INFORMATION SHOWN:
==================================================
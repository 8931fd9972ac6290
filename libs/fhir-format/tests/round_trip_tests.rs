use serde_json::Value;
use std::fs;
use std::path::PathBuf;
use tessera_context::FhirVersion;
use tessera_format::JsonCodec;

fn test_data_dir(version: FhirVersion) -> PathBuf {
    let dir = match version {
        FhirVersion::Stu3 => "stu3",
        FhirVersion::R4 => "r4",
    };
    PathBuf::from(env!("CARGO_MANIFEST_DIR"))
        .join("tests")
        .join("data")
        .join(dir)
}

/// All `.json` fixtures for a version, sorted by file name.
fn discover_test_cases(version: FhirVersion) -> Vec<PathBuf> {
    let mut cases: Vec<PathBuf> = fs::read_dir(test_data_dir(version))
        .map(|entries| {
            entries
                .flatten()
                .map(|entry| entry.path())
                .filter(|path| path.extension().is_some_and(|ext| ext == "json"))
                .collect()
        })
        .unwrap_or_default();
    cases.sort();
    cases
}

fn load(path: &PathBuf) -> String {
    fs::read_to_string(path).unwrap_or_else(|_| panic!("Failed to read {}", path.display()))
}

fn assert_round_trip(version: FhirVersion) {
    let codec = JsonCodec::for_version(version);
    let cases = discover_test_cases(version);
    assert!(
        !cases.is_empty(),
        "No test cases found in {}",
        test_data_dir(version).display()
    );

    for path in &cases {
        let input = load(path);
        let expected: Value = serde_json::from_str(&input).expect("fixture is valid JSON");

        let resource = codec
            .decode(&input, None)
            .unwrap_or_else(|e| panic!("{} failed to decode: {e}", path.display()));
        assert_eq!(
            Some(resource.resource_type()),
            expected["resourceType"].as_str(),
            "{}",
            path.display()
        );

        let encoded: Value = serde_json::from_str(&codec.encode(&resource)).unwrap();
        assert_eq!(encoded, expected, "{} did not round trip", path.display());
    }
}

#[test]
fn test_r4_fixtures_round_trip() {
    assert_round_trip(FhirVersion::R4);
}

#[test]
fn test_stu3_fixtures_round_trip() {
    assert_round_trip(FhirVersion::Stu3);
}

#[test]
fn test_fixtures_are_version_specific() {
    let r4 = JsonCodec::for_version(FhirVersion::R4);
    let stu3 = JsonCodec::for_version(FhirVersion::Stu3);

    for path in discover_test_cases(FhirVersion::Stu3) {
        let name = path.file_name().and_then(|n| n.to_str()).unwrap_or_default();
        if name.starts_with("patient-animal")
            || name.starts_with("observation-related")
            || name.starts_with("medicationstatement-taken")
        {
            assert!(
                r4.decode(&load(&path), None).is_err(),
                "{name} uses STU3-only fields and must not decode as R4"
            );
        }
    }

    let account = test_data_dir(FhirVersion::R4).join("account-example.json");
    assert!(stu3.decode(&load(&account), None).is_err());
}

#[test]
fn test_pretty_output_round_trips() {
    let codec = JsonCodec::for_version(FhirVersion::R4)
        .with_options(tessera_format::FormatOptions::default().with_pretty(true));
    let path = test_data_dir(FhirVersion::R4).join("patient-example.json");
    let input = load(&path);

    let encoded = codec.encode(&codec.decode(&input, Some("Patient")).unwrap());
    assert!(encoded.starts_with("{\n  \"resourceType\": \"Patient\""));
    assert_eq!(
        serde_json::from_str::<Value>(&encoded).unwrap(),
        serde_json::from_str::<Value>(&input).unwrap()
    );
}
==================================================
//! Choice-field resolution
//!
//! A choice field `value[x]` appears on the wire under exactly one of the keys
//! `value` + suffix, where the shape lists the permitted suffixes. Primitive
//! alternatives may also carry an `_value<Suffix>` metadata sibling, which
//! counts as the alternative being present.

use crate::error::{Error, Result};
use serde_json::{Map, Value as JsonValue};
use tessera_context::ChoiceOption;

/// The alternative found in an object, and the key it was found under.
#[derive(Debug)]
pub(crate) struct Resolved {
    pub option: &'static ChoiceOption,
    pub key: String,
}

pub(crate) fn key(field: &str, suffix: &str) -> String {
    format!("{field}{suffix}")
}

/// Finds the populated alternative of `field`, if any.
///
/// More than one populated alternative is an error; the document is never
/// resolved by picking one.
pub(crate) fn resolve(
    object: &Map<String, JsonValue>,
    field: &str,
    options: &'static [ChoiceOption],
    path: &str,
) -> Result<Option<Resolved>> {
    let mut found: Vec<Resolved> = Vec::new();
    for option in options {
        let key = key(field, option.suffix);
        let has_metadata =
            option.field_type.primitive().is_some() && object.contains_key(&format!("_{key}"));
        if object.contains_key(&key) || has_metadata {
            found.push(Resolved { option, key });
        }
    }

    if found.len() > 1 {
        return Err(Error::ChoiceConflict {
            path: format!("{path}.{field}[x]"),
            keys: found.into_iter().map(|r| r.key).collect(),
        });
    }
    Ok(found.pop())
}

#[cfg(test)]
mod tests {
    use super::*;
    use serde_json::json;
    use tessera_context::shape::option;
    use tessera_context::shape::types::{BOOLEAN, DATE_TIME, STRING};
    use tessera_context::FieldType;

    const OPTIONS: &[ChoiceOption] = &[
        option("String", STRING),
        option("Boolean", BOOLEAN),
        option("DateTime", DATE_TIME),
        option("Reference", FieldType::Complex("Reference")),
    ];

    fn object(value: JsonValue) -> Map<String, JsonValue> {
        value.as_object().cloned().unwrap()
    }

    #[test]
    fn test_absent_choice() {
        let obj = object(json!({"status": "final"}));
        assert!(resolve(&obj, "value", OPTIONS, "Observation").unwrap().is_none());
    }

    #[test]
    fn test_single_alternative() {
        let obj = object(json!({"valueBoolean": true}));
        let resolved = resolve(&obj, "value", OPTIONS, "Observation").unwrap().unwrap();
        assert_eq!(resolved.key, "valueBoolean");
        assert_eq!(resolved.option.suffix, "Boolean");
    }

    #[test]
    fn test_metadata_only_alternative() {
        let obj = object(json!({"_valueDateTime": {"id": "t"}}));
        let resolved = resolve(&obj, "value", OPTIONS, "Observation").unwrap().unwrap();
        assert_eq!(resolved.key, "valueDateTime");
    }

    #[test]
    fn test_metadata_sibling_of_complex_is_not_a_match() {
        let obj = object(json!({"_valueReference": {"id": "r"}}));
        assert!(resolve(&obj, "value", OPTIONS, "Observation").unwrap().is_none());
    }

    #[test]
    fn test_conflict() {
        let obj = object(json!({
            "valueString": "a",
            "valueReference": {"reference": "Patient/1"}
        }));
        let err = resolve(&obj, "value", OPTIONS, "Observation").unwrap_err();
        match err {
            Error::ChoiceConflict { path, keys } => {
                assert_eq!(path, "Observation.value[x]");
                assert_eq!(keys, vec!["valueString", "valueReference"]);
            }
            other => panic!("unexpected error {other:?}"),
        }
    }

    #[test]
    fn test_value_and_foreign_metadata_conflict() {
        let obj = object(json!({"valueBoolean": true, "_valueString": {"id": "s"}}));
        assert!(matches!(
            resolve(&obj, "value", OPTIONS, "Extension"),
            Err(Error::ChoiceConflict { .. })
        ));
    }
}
==================================================
YOUR OBJECTIVE: Count the lines above in which the word "shape" appears, then state only that count.

TASK SOLUTION: 3